**** Information provided ****
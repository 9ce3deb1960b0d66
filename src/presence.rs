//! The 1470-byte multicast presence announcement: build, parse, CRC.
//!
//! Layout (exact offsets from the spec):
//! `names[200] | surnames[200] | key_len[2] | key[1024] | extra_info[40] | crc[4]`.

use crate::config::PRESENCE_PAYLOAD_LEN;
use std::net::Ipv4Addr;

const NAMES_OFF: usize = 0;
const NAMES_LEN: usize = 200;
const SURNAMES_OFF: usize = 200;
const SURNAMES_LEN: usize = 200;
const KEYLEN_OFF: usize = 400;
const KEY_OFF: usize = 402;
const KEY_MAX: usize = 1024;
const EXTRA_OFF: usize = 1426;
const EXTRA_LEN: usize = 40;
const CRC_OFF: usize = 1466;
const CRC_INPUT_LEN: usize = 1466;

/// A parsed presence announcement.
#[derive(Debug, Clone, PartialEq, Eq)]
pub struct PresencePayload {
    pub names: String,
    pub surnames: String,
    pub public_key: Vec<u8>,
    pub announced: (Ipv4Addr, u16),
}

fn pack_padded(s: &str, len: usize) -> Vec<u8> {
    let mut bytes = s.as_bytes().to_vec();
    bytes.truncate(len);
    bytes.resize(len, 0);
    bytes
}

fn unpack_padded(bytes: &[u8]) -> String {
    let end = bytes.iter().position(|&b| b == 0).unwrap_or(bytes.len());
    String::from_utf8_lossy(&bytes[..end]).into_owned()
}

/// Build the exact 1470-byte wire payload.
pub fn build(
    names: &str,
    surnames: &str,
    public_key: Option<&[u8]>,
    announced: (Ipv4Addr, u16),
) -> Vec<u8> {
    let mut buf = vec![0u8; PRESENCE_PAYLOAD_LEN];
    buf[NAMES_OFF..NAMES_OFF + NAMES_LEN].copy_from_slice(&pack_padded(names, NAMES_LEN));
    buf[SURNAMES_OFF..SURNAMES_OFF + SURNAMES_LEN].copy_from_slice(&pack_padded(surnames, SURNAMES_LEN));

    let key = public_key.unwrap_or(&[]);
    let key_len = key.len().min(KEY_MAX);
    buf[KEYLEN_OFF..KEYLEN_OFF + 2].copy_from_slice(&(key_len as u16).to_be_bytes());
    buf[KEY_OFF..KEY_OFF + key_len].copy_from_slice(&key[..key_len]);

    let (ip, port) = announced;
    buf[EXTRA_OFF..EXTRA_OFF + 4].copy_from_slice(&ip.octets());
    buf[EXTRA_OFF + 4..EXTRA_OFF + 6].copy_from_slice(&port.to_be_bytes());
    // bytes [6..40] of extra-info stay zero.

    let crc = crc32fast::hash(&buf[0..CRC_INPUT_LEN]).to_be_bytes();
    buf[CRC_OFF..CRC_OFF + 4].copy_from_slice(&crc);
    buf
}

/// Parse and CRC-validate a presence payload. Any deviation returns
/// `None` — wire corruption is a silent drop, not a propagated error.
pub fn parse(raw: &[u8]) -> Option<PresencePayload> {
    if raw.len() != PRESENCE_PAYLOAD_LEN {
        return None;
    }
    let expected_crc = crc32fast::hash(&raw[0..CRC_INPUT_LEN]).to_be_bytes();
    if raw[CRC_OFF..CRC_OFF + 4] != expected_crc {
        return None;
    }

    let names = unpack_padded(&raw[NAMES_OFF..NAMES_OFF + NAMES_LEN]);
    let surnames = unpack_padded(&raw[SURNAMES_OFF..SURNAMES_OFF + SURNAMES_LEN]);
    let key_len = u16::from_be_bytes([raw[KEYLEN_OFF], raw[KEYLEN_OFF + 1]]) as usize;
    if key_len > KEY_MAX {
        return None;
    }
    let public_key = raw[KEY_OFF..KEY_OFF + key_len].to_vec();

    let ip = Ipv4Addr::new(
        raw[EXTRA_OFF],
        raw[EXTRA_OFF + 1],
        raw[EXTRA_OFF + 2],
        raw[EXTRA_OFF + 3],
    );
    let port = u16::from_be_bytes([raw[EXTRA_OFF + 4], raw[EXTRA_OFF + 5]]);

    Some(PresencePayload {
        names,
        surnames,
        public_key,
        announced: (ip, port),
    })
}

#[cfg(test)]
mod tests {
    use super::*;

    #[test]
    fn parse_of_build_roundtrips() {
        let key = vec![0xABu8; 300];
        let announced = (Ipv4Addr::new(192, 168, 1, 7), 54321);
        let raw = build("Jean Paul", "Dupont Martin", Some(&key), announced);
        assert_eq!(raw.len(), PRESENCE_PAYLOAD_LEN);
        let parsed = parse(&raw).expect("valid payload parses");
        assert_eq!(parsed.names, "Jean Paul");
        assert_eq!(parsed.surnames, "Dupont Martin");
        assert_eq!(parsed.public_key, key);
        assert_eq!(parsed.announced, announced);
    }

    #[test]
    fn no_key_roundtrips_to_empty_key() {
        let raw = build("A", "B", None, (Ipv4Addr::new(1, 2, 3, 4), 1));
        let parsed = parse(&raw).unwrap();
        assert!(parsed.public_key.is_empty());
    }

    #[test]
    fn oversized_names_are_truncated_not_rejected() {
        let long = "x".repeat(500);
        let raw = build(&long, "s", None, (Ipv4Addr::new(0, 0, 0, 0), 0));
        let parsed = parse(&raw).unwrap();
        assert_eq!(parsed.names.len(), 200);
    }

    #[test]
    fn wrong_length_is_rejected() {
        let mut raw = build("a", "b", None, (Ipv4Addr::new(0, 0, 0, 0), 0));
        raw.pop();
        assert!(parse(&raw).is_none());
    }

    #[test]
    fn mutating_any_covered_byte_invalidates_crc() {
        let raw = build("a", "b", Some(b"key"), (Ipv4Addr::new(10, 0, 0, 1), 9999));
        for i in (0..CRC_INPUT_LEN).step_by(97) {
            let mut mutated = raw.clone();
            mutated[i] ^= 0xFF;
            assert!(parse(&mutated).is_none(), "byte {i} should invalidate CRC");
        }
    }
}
****
What the exercise asks:
Everything in the records above should be written out again exactly.

Solved problem:
repository 9ce3deb1960b0d66
filename src/presence.rs
//! The 1470-byte multicast presence announcement: build, parse, CRC.
//!
//! Layout (exact offsets from the spec):
//! `names[200] | surnames[200] | key_len[2] | key[1024] | extra_info[40] | crc[4]`.

use crate::config::PRESENCE_PAYLOAD_LEN;
use std::net::Ipv4Addr;

const NAMES_OFF: usize = 0;
const NAMES_LEN: usize = 200;
const SURNAMES_OFF: usize = 200;
const SURNAMES_LEN: usize = 200;
const KEYLEN_OFF: usize = 400;
const KEY_OFF: usize = 402;
const KEY_MAX: usize = 1024;
const EXTRA_OFF: usize = 1426;
const EXTRA_LEN: usize = 40;
const CRC_OFF: usize = 1466;
const CRC_INPUT_LEN: usize = 1466;

/// A parsed presence announcement.
#[derive(Debug, Clone, PartialEq, Eq)]
pub struct PresencePayload {
    pub names: String,
    pub surnames: String,
    pub public_key: Vec<u8>,
    pub announced: (Ipv4Addr, u16),
}

fn pack_padded(s: &str, len: usize) -> Vec<u8> {
    let mut bytes = s.as_bytes().to_vec();
    bytes.truncate(len);
    bytes.resize(len, 0);
    bytes
}

fn unpack_padded(bytes: &[u8]) -> String {
    let end = bytes.iter().position(|&b| b == 0).unwrap_or(bytes.len());
    String::from_utf8_lossy(&bytes[..end]).into_owned()
}

/// Build the exact 1470-byte wire payload.
pub fn build(
    names: &str,
    surnames: &str,
    public_key: Option<&[u8]>,
    announced: (Ipv4Addr, u16),
) -> Vec<u8> {
    let mut buf = vec![0u8; PRESENCE_PAYLOAD_LEN];
    buf[NAMES_OFF..NAMES_OFF + NAMES_LEN].copy_from_slice(&pack_padded(names, NAMES_LEN));
    buf[SURNAMES_OFF..SURNAMES_OFF + SURNAMES_LEN].copy_from_slice(&pack_padded(surnames, SURNAMES_LEN));

    let key = public_key.unwrap_or(&[]);
    let key_len = key.len().min(KEY_MAX);
    buf[KEYLEN_OFF..KEYLEN_OFF + 2].copy_from_slice(&(key_len as u16).to_be_bytes());
    buf[KEY_OFF..KEY_OFF + key_len].copy_from_slice(&key[..key_len]);

    let (ip, port) = announced;
    buf[EXTRA_OFF..EXTRA_OFF + 4].copy_from_slice(&ip.octets());
    buf[EXTRA_OFF + 4..EXTRA_OFF + 6].copy_from_slice(&port.to_be_bytes());
    // bytes [6..40] of extra-info stay zero.

    let crc = crc32fast::hash(&buf[0..CRC_INPUT_LEN]).to_be_bytes();
    buf[CRC_OFF..CRC_OFF + 4].copy_from_slice(&crc);
    buf
}

/// Parse and CRC-validate a presence payload. Any deviation returns
/// `None` — wire corruption is a silent drop, not a propagated error.
pub fn parse(raw: &[u8]) -> Option<PresencePayload> {
    if raw.len() != PRESENCE_PAYLOAD_LEN {
        return None;
    }
    let expected_crc = crc32fast::hash(&raw[0..CRC_INPUT_LEN]).to_be_bytes();
    if raw[CRC_OFF..CRC_OFF + 4] != expected_crc {
        return None;
    }

    let names = unpack_padded(&raw[NAMES_OFF..NAMES_OFF + NAMES_LEN]);
    let surnames = unpack_padded(&raw[SURNAMES_OFF..SURNAMES_OFF + SURNAMES_LEN]);
    let key_len = u16::from_be_bytes([raw[KEYLEN_OFF], raw[KEYLEN_OFF + 1]]) as usize;
    if key_len > KEY_MAX {
        return None;
    }
    let public_key = raw[KEY_OFF..KEY_OFF + key_len].to_vec();

    let ip = Ipv4Addr::new(
        raw[EXTRA_OFF],
        raw[EXTRA_OFF + 1],
        raw[EXTRA_OFF + 2],
        raw[EXTRA_OFF + 3],
    );
    let port = u16::from_be_bytes([raw[EXTRA_OFF + 4], raw[EXTRA_OFF + 5]]);

    Some(PresencePayload {
        names,
        surnames,
        public_key,
        announced: (ip, port),
    })
}

#[cfg(test)]
mod tests {
    use super::*;

    #[test]
    fn parse_of_build_roundtrips() {
        let key = vec![0xABu8; 300];
        let announced = (Ipv4Addr::new(192, 168, 1, 7), 54321);
        let raw = build("Jean Paul", "Dupont Martin", Some(&key), announced);
        assert_eq!(raw.len(), PRESENCE_PAYLOAD_LEN);
        let parsed = parse(&raw).expect("valid payload parses");
        assert_eq!(parsed.names, "Jean Paul");
        assert_eq!(parsed.surnames, "Dupont Martin");
        assert_eq!(parsed.public_key, key);
        assert_eq!(parsed.announced, announced);
    }

    #[test]
    fn no_key_roundtrips_to_empty_key() {
        let raw = build("A", "B", None, (Ipv4Addr::new(1, 2, 3, 4), 1));
        let parsed = parse(&raw).unwrap();
        assert!(parsed.public_key.is_empty());
    }

    #[test]
    fn oversized_names_are_truncated_not_rejected() {
        let long = "x".repeat(500);
        let raw = build(&long, "s", None, (Ipv4Addr::new(0, 0, 0, 0), 0));
        let parsed = parse(&raw).unwrap();
        assert_eq!(parsed.names.len(), 200);
    }

    #[test]
    fn wrong_length_is_rejected() {
        let mut raw = build("a", "b", None, (Ipv4Addr::new(0, 0, 0, 0), 0));
        raw.pop();
        assert!(parse(&raw).is_none());
    }

    #[test]
    fn mutating_any_covered_byte_invalidates_crc() {
        let raw = build("a", "b", Some(b"key"), (Ipv4Addr::new(10, 0, 0, 1), 9999));
        for i in (0..CRC_INPUT_LEN).step_by(97) {
            let mut mutated = raw.clone();
            mutated[i] ^= 0xFF;
            assert!(parse(&mutated).is_none(), "byte {i} should invalidate CRC");
        }
    }
}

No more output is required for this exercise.